Поднимите мне веки веков!

Постараюсь писать о Маяковском.

Надо. Не написано о нем. Это он срубил деревья на островах, или, вернее, на острове, на том острове, где не смог бы жить даже Робинзон Крузо.

Но тут я прерываю сам себя.

Мне хочется написать о японских детях, их так любил Евгений Дмитриевич Поливанов, человек, удивлявший не только тогдашний петроградский университет.

Друзья мои, где вы?

И зачем мне сейчас телефон?

Так говорил я когда-то с Львом Петровичем Якубинским по телефону, телефон был новинкой, а я помню номер того телефона – 156-20.

На Марсовом поле тогда стоял большой сарай, и в этом сарае каталось бесконечное количество людей на роликах и коньках. И тот номер телефона был похож на мой, ко мне звонили: много ли народу и удобно ли будет сегодня кататься? А я им отвечал: здесь не скетинг-ринг, и чужие голоса говорили: откуда вы знаете, что мы ищем скетинг-ринг, а я вешал трубку.

Молодость. Чистый снег на улицах. Вывески с рисунками. Много на улицах женщин в теплых платках. Не очень теплых – но они дешевле пальто. Покупали. Складывали платок как косынку. Мужчины ходят все больше в высоких сапогах.

Говорю не для пестроты. Воспоминания приходят и садятся рядом со мной.
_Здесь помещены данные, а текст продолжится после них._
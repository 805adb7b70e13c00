//! HTTP-level middleware applied to every route.
//!
//! - Request-Id generation + propagation (`x-request-id`)
//! - Access logging (TraceLayer)
//! - Body size limit (1 MiB)
//! - Global timeout (30 s)

use std::time::Duration;

use axum::Router;
use axum::error_handling::HandleErrorLayer;
use axum::http::{StatusCode, header::HeaderName};
use tower::timeout::TimeoutLayer;
use tower::{BoxError, ServiceBuilder};
use tower_http::limit::RequestBodyLimitLayer;
use tower_http::request_id::{MakeRequestUuid, PropagateRequestIdLayer, SetRequestIdLayer};
use tower_http::trace::TraceLayer;

const REQUEST_ID_HEADER: &str = "x-request-id";
const BODY_LIMIT_BYTES: usize = 1024 * 1024;
const REQUEST_TIMEOUT: Duration = Duration::from_secs(30);

pub fn apply(router: Router) -> Router {
    let request_id_header = HeaderName::from_static(REQUEST_ID_HEADER);

    let layers = ServiceBuilder::new()
        .layer(HandleErrorLayer::new(|err: BoxError| async move {
            if err.is::<tower::timeout::error::Elapsed>() {
                StatusCode::REQUEST_TIMEOUT
            } else {
                tracing::error!(error = %err, "unhandled middleware error");
                StatusCode::INTERNAL_SERVER_ERROR
            }
        }))
        .layer(SetRequestIdLayer::new(
            request_id_header.clone(),
            MakeRequestUuid,
        ))
        .layer(PropagateRequestIdLayer::new(request_id_header))
        .layer(RequestBodyLimitLayer::new(BODY_LIMIT_BYTES))
        .layer(TimeoutLayer::new(REQUEST_TIMEOUT))
        .layer(TraceLayer::new_for_http());

    router.layer(layers)
}
/*
 * Responsibility
 * - /auth 系 handler
 * - Json を extractor で受け、DTO validation → AuthenticationEngine 呼び出し
 * - 認可 (permission) チェックは AuthCtx::authorize で handler 冒頭に置く
 */
use axum::{
    Json,
    extract::State,
    http::StatusCode,
    response::{IntoResponse, Response},
};

use crate::{
    api::v1::{
        dto::auth::{
            AuthenticationResponse, ForgetPasswordRequest, InitPasswordRequest, LoginRequest,
            MessageResponse, OtpChallengeResponse, ProfileResponse, RefreshTokenResponse,
            ResetPasswordRequest, VerifyOtpRequest,
        },
        extractors::AuthCtxExtractor,
    },
    error::AppError,
    services::auth::{
        AuthError, LoginOutcome,
        permission::{INIT_USER_PASSWORD, VIEW_USER_PROFILE},
    },
    state::AppState,
};

fn invalid(message: &'static str) -> AppError {
    AppError::bad_request("VALIDATION_ERROR", message)
}

pub async fn login(
    State(state): State<AppState>,
    Json(req): Json<LoginRequest>,
) -> Result<Response, AppError> {
    req.validate().map_err(invalid)?;

    let res = match state.engine.login(&req.username, &req.password).await? {
        LoginOutcome::Authenticated(auth) => {
            (StatusCode::OK, Json(AuthenticationResponse::from(auth))).into_response()
        }
        LoginOutcome::ChallengeIssued {
            session_id,
            expires_at,
        } => (
            StatusCode::ACCEPTED,
            Json(OtpChallengeResponse {
                session_id,
                expires_at,
            }),
        )
            .into_response(),
    };

    Ok(res)
}

pub async fn verify_otp(
    State(state): State<AppState>,
    Json(req): Json<VerifyOtpRequest>,
) -> Result<Json<AuthenticationResponse>, AppError> {
    req.validate().map_err(invalid)?;

    let auth = state.engine.verify_otp(req.session_id, &req.code).await?;
    Ok(Json(auth.into()))
}

/// Behind the refresh-purpose layer: the subject is already authenticated.
pub async fn refresh_token(
    State(state): State<AppState>,
    AuthCtxExtractor(ctx): AuthCtxExtractor,
) -> Result<(StatusCode, Json<RefreshTokenResponse>), AppError> {
    let auth = state.engine.refresh_token(ctx.account_id).await?;
    Ok((StatusCode::ACCEPTED, Json(auth.into())))
}

pub async fn reset_password(
    State(state): State<AppState>,
    AuthCtxExtractor(ctx): AuthCtxExtractor,
    Json(req): Json<ResetPasswordRequest>,
) -> Result<(StatusCode, Json<AuthenticationResponse>), AppError> {
    req.validate().map_err(invalid)?;
    if req.is_unchanged() {
        return Err(AuthError::DuplicatePassword.into());
    }

    let auth = state
        .engine
        .change_password(ctx.account_id, &req.new_password)
        .await?;
    Ok((StatusCode::ACCEPTED, Json(auth.into())))
}

pub async fn init_password(
    State(state): State<AppState>,
    AuthCtxExtractor(ctx): AuthCtxExtractor,
    Json(req): Json<InitPasswordRequest>,
) -> Result<(StatusCode, Json<MessageResponse>), AppError> {
    ctx.authorize(INIT_USER_PASSWORD)?;
    req.validate().map_err(invalid)?;

    state
        .engine
        .init_password(req.user_id, &req.password)
        .await?;

    Ok((
        StatusCode::ACCEPTED,
        Json(MessageResponse {
            message: "password initialised",
        }),
    ))
}

/// Answers 202 whether or not the email is known.
pub async fn forget_password(
    State(state): State<AppState>,
    Json(req): Json<ForgetPasswordRequest>,
) -> Result<(StatusCode, Json<MessageResponse>), AppError> {
    req.validate().map_err(invalid)?;

    match state.engine.forget_password(req.email.trim()).await {
        Ok(()) | Err(AuthError::AccountNotFound) => {}
        Err(e) => return Err(e.into()),
    }

    Ok((
        StatusCode::ACCEPTED,
        Json(MessageResponse {
            message: "if the account exists, a reset notification has been sent",
        }),
    ))
}

pub async fn me(
    State(state): State<AppState>,
    AuthCtxExtractor(ctx): AuthCtxExtractor,
) -> Result<Json<ProfileResponse>, AppError> {
    ctx.authorize(VIEW_USER_PROFILE)?;

    let profile = state.engine.profile(ctx.account_id).await?;
    Ok(Json(ProfileResponse::new(profile, &ctx.permissions)))
}
pub mod auth_ctx;

pub use auth_ctx::{AuthCtx, AuthCtxExtractor};
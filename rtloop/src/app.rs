//! Process-level coordinator: owns the threads and the trace session.
//!
//! ## Lifecycle
//! ```text
//! Constructed ──start()──► Started ──request_stop()──► StopRequested ──join()──► Joined
//!      │                      └─────────────────join()───────────────────────────▲
//!      └──start() fails: started threads stopped and joined ─────────────────────┘
//! ```
//!
//! `start()` applies process-wide RT preconditions once, then starts the
//! threads in registration order. If any thread fails to start, the ones
//! already running are stopped and joined before the error is returned,
//! so a failed start never leaves threads behind.

use crate::rt::apply_process_preconditions;
use crate::session::TracingSession;
use crate::thread::{StopHandle, Thread, ThreadState};
use parking_lot::{Condvar, Mutex};
use rtloop_common::config::{ProcessRtConfig, TraceSessionParams};
use rtloop_common::error::{RtError, RtResult};
use static_assertions::assert_impl_all;
use std::path::Path;
use std::sync::Arc;
use std::time::{Duration, Instant};
use tracing::{error, info, warn};

/// Poll interval of [`App::run_for`] while waiting for threads or a stop.
const RUN_POLL_INTERVAL: Duration = Duration::from_millis(10);

/// App lifecycle state.
#[derive(Debug, Clone, Copy, PartialEq, Eq)]
pub enum AppState {
    /// Threads may be registered.
    Constructed,
    /// All threads running.
    Started,
    /// Stop signalled, not yet joined.
    StopRequested,
    /// All threads joined, session stopped. Terminal.
    Joined,
}

impl AppState {
    fn as_str(self) -> &'static str {
        match self {
            Self::Constructed => "constructed",
            Self::Started => "started",
            Self::StopRequested => "stop requested",
            Self::Joined => "joined",
        }
    }
}

#[derive(Default)]
struct StopSignal {
    threads: Mutex<Vec<StopHandle>>,
    requested: Mutex<bool>,
    wake: Condvar,
}

/// Cloneable handle that stops every thread of an [`App`].
///
/// Safe to move into a Ctrl-C handler.
#[derive(Clone, Default)]
pub struct AppStopHandle {
    signal: Arc<StopSignal>,
}

assert_impl_all!(AppStopHandle: Send, Sync, Clone);

impl std::fmt::Debug for AppStopHandle {
    fn fmt(&self, f: &mut std::fmt::Formatter<'_>) -> std::fmt::Result {
        f.debug_struct("AppStopHandle")
            .field("requested", &self.is_stop_requested())
            .finish()
    }
}

impl AppStopHandle {
    /// Request a stop of every registered thread. Never blocks on the threads.
    ///
    /// A request made before or while the app starts is kept: every thread
    /// started afterwards is stopped as soon as it runs.
    pub fn request_stop(&self) {
        // Set before forwarding so a concurrent `App::start` observes it.
        *self.signal.requested.lock() = true;
        for handle in self.signal.threads.lock().iter() {
            handle.request_stop();
        }
        self.signal.wake.notify_all();
    }

    /// `true` once [`request_stop`](Self::request_stop) was called.
    pub fn is_stop_requested(&self) -> bool {
        *self.signal.requested.lock()
    }

    /// Wait until a stop is requested or `timeout` passes.
    /// Returns `true` if a stop was requested.
    pub fn wait_timeout(&self, timeout: Duration) -> bool {
        let mut requested = self.signal.requested.lock();
        if !*requested {
            self.signal.wake.wait_for(&mut requested, timeout);
        }
        *requested
    }

    fn track(&self, handle: StopHandle) {
        self.signal.threads.lock().push(handle);
    }
}

/// Real-time application: registered threads plus an optional trace session.
pub struct App {
    name: String,
    process_rt: ProcessRtConfig,
    threads: Vec<Thread>,
    session: Option<TracingSession>,
    state: AppState,
    stop: AppStopHandle,
}

impl std::fmt::Debug for App {
    fn fmt(&self, f: &mut std::fmt::Formatter<'_>) -> std::fmt::Result {
        f.debug_struct("App")
            .field("name", &self.name)
            .field("state", &self.state)
            .field("threads", &self.thread_names())
            .field("session", &self.session)
            .finish()
    }
}

impl App {
    /// New app with the default process preconditions
    /// (heap trimming disabled, no process-wide `mlockall`).
    pub fn new(name: impl Into<String>) -> Self {
        Self::with_process_config(name, ProcessRtConfig::default())
    }

    /// New app with explicit process preconditions.
    pub fn with_process_config(name: impl Into<String>, process_rt: ProcessRtConfig) -> Self {
        Self {
            name: name.into(),
            process_rt,
            threads: Vec::new(),
            session: None,
            state: AppState::Constructed,
            stop: AppStopHandle::default(),
        }
    }

    /// App name.
    pub fn name(&self) -> &str {
        &self.name
    }

    /// Current state.
    pub fn state(&self) -> AppState {
        self.state
    }

    /// Registered threads, in registration order.
    pub fn threads(&self) -> &[Thread] {
        &self.threads
    }

    /// Names of the registered threads, in registration order.
    pub fn thread_names(&self) -> Vec<&str> {
        self.threads.iter().map(Thread::name).collect()
    }

    /// First thread registered under `name`.
    pub fn thread(&self, name: &str) -> Option<&Thread> {
        self.threads.iter().find(|t| t.name() == name)
    }

    /// The trace session, if one was started.
    pub fn session(&self) -> Option<&TracingSession> {
        self.session.as_ref()
    }

    /// Handle for stopping the app from another thread or a signal handler.
    pub fn stop_handle(&self) -> AppStopHandle {
        self.stop.clone()
    }

    /// Append a thread. Its tracer joins the trace session, if any.
    ///
    /// # Errors
    /// `Lifecycle` once the app has been started.
    pub fn register_thread(&mut self, thread: Thread) -> RtResult<()> {
        if self.state != AppState::Constructed {
            return Err(RtError::lifecycle(
                "register",
                thread.name(),
                self.state.as_str(),
            ));
        }
        if let (Some(session), Some(tracer)) = (&self.session, thread.tracer()) {
            session.register(tracer);
        }
        self.stop.track(thread.stop_handle());
        self.threads.push(thread);
        Ok(())
    }

    /// Start tracing to `path` with default buffering parameters.
    pub fn start_trace_session(&mut self, path: impl AsRef<Path>) -> RtResult<()> {
        self.start_trace_session_with(path, TraceSessionParams::default())
    }

    /// Start tracing to `path`. Only allowed once, before [`start`](Self::start).
    ///
    /// # Errors
    /// - `Lifecycle` after `start` or if a session already exists.
    /// - `Io` / `Configuration` from [`TracingSession::start`].
    pub fn start_trace_session_with(
        &mut self,
        path: impl AsRef<Path>,
        params: TraceSessionParams,
    ) -> RtResult<()> {
        if self.state != AppState::Constructed {
            return Err(RtError::lifecycle(
                "start trace session of",
                &self.name,
                self.state.as_str(),
            ));
        }
        if self.session.is_some() {
            return Err(RtError::lifecycle(
                "start trace session of",
                &self.name,
                "tracing",
            ));
        }

        let mut session = TracingSession::new(self.name.clone());
        for tracer in self.threads.iter().filter_map(Thread::tracer) {
            session.register(tracer);
        }
        session.start(path, params)?;
        self.session = Some(session);
        Ok(())
    }

    /// Apply process preconditions and start every thread in registration order.
    ///
    /// # Errors
    /// - `Lifecycle` if called twice.
    /// - `Scheduling` (or any thread start error) after rolling back: every
    ///   thread started so far is stopped and joined, the trace session is
    ///   stopped and the app is `Joined`.
    pub fn start(&mut self) -> RtResult<()> {
        if self.state != AppState::Constructed {
            return Err(RtError::lifecycle("start", &self.name, self.state.as_str()));
        }

        if let Err(e) = apply_process_preconditions(&self.process_rt) {
            error!(app = %self.name, error = %e, "process RT preconditions refused");
            self.rollback(0);
            return Err(e);
        }

        for index in 0..self.threads.len() {
            if let Err(e) = self.threads[index].start() {
                error!(
                    app = %self.name,
                    thread = self.threads[index].name(),
                    error = %e,
                    "thread failed to start, rolling back"
                );
                self.rollback(index);
                return Err(e);
            }
            if self.stop.is_stop_requested() {
                self.threads[index].request_stop();
            }
        }

        info!(app = %self.name, threads = self.threads.len(), "app started");
        if self.stop.is_stop_requested() {
            self.state = AppState::StopRequested;
            info!(app = %self.name, "stop requested during start");
        } else {
            self.state = AppState::Started;
        }
        Ok(())
    }

    /// Stop and join the first `started` threads and close the session.
    fn rollback(&mut self, started: usize) {
        for thread in &self.threads[..started] {
            thread.request_stop();
        }
        for thread in &mut self.threads[..started] {
            if let Err(e) = thread.join() {
                warn!(thread = thread.name(), error = %e, "rollback join failed");
            }
        }
        if let Some(session) = self.session.as_mut() {
            if let Err(e) = session.stop() {
                warn!(error = %e, "rollback trace session stop failed");
            }
        }
        self.state = AppState::Joined;
    }

    /// Signal every thread to stop. Non-blocking.
    pub fn request_stop(&mut self) {
        self.stop.request_stop();
        if self.state == AppState::Started {
            self.state = AppState::StopRequested;
            info!(app = %self.name, "stop requested");
        }
    }

    /// Join every thread in registration order, then stop the trace session.
    ///
    /// Returns the first error encountered; all threads are joined regardless.
    ///
    /// # Errors
    /// - `Lifecycle` if the app was never started.
    /// - `ThreadPanicked` / `Io` from the threads or the session.
    pub fn join(&mut self) -> RtResult<()> {
        match self.state {
            AppState::Constructed => {
                return Err(RtError::lifecycle("join", &self.name, self.state.as_str()));
            }
            AppState::Joined => return Ok(()),
            AppState::Started | AppState::StopRequested => {}
        }

        let mut first_error = None;
        for thread in &mut self.threads {
            if let Err(e) = thread.join() {
                error!(thread = thread.name(), error = %e, "thread join failed");
                first_error.get_or_insert(e);
            }
        }
        if let Some(session) = self.session.as_mut() {
            if let Err(e) = session.stop() {
                error!(error = %e, "trace session stop failed");
                first_error.get_or_insert(e);
            }
        }

        self.state = AppState::Joined;
        info!(app = %self.name, "app joined");
        first_error.map_or(Ok(()), Err)
    }

    /// Start, run for `duration` (or until a stop is requested or every
    /// thread finished on its own), then stop and join.
    ///
    /// `Duration::MAX` runs until stopped.
    pub fn run_for(&mut self, duration: Duration) -> RtResult<()> {
        self.start()?;
        let deadline = Instant::now().checked_add(duration);
        loop {
            let wait = match deadline {
                Some(deadline) => {
                    let now = Instant::now();
                    if now >= deadline {
                        break;
                    }
                    (deadline - now).min(RUN_POLL_INTERVAL)
                }
                None => RUN_POLL_INTERVAL,
            };
            if self.stop.wait_timeout(wait) {
                break;
            }
            if self
                .threads
                .iter()
                .all(|t| t.state() == ThreadState::Stopped)
            {
                break;
            }
        }
        self.request_stop();
        self.join()
    }
}

impl Drop for App {
    fn drop(&mut self) {
        if matches!(self.state, AppState::Started | AppState::StopRequested) {
            self.request_stop();
            if let Err(e) = self.join() {
                warn!(app = %self.name, error = %e, "app dropped with errors");
            }
        }
    }
}
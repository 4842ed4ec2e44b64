//! Error types for the rtloop runtime.

use thiserror::Error;

/// Errors raised by thread, app and trace session operations.
///
/// Configuration errors surface at construction, scheduling errors at
/// start, lifecycle errors whenever an operation is called in the wrong
/// state. Nothing in this enum is ever produced from inside a running
/// cyclic loop.
#[derive(Error, Debug)]
pub enum RtError {
    /// The OS refused a scheduling policy, priority, affinity or memory-lock request.
    #[error("scheduling error on '{target}': {reason}")]
    Scheduling {
        /// Thread name, or `"process"` for process-wide preconditions.
        target: String,
        /// What was refused and why.
        reason: String,
    },

    /// Operation invoked in the wrong lifecycle state.
    #[error("lifecycle error: cannot {operation} '{target}' while {state}")]
    Lifecycle {
        /// The attempted operation (`start`, `join`, `register`, ...).
        operation: &'static str,
        /// Thread, app or session name.
        target: String,
        /// Current state as a human readable string.
        state: &'static str,
    },

    /// A thread body panicked; reported by `join`.
    #[error("thread '{thread}' panicked")]
    ThreadPanicked {
        /// Thread name.
        thread: String,
    },

    /// Invalid period, priority, affinity or tracer parameters.
    #[error("configuration error: {0}")]
    Configuration(String),

    /// Trace destination could not be opened or written.
    #[error("IO error on {context}: {source}")]
    Io {
        /// What was being done (`open trace file /tmp/x.trace`, ...).
        context: String,
        /// Source IO error
        #[source]
        source: std::io::Error,
    },
}

impl RtError {
    /// Build a scheduling error from a failed system call.
    pub fn scheduling(target: &str, reason: impl Into<String>) -> Self {
        Self::Scheduling {
            target: target.to_string(),
            reason: reason.into(),
        }
    }

    /// Build a lifecycle error.
    pub fn lifecycle(operation: &'static str, target: &str, state: &'static str) -> Self {
        Self::Lifecycle {
            operation,
            target: target.to_string(),
            state,
        }
    }

    /// Build an IO error with context.
    pub fn io(context: impl Into<String>, source: std::io::Error) -> Self {
        Self::Io {
            context: context.into(),
            source,
        }
    }

    /// `true` for [`RtError::Scheduling`].
    pub fn is_scheduling(&self) -> bool {
        matches!(self, Self::Scheduling { .. })
    }

    /// `true` for [`RtError::Lifecycle`].
    pub fn is_lifecycle(&self) -> bool {
        matches!(self, Self::Lifecycle { .. })
    }
}

/// Result type for runtime operations
pub type RtResult<T> = Result<T, RtError>;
И я не волен в их приходе.

Еще одно предисловие

Уже писал, что занимаюсь сейчас повторением пройденного – работой «О теории прозы». Это история и теория прозы.

Вспоминаю Италию.

У шоферов там странная манера – на дороге, переполненной машинами, вдруг отпускают руль и начинают рассказывать о том, что мы видим вокруг. Они играют в чичероне, а машина работает сама, она умеет, ей задано направление.

В Риме, у того места, где, как писал Сенкевич в «Камо грядеши», вышел Иисус и сказал, что он снова идет на крест, видел кусок раннеримской мостовой, которая выглянула из-под многочисленных покровов времен принципата, домината, Оттонов и прочее.

Боюсь.

Хочу найти покров дороги, не починить ее, а сделать заново.

Меня восхищают римские акведуки. Римляне, мудрый народ, который знал, как завоевать мир, и не знал, что сам он еще рассыплется на десятки народов; каждый из них будет иметь свой голос и спустя тысячелетия сохранит все же голос прошлого во вновь созданном языке.

Мне хочется поговорить с собой. Разобраться, что было, что прошло.

Прошли друзья, разошлись по могилам.

У истории странная походка.

Мне хочется вспомнить, что такое сюжет. Сюжет хотят вывести из слова. Так понял мысли своих друзей и попутчиков.

Люди были велики. Когда-то я шел за Потебней так пристально, что даже начал спорить.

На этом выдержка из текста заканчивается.